- Prompt -
Go through the listing below and list every line with "existing".

- Task inputs -
########################################

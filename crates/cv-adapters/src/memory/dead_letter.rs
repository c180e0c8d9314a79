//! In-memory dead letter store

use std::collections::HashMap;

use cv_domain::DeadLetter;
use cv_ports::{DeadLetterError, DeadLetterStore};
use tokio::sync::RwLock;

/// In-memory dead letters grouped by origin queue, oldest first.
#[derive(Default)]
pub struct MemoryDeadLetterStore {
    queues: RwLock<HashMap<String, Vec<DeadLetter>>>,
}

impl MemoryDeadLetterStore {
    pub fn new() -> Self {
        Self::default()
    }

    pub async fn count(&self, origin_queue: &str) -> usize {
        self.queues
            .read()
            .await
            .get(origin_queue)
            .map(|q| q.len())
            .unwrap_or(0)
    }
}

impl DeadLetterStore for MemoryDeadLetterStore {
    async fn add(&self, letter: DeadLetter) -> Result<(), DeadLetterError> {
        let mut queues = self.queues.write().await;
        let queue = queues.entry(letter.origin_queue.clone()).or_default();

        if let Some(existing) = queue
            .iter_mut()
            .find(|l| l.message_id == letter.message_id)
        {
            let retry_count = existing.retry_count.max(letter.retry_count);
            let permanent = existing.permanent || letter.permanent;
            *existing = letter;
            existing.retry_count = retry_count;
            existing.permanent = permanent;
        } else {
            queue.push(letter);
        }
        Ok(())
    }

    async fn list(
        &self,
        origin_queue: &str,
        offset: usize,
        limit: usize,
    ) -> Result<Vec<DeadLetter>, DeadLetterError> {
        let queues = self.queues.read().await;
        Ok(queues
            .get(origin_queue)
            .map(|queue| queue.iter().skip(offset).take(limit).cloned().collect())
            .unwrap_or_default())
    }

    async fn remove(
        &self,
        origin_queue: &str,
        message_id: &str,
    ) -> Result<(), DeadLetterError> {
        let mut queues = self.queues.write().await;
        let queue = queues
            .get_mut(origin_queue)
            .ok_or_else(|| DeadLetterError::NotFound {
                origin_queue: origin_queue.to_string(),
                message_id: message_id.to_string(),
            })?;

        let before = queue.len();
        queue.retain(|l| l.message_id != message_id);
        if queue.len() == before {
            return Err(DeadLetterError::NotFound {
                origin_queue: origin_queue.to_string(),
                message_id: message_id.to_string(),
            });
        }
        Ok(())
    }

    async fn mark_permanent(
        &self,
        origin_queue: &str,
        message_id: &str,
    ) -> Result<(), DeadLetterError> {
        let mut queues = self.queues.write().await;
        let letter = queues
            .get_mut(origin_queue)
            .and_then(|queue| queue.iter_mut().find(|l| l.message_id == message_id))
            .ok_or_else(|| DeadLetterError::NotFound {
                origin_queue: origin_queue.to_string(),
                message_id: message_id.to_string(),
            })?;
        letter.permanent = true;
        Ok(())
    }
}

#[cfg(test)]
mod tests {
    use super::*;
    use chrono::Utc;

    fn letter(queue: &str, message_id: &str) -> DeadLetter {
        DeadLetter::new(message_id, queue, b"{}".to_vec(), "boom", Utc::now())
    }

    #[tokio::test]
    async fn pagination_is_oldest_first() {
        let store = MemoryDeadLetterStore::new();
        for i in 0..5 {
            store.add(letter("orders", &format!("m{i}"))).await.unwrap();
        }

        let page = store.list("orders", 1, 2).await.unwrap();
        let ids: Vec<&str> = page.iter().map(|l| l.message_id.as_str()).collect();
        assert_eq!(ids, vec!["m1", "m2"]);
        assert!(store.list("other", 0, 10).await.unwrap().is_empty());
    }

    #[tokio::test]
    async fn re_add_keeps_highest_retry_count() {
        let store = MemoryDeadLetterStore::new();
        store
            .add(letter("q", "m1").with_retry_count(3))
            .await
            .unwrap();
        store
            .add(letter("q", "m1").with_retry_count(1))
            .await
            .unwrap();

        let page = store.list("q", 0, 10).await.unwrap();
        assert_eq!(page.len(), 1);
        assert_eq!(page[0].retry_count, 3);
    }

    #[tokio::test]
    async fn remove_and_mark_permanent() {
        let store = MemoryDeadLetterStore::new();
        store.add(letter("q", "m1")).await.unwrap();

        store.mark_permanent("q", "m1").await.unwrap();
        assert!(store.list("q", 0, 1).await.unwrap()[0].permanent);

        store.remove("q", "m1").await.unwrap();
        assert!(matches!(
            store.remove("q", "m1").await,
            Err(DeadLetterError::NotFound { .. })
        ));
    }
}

########################################

- Exercise response -
        if let Some(existing) = queue
            let retry_count = existing.retry_count.max(letter.retry_count);
            let permanent = existing.permanent || letter.permanent;
            *existing = letter;
            existing.retry_count = retry_count;
            existing.permanent = permanent;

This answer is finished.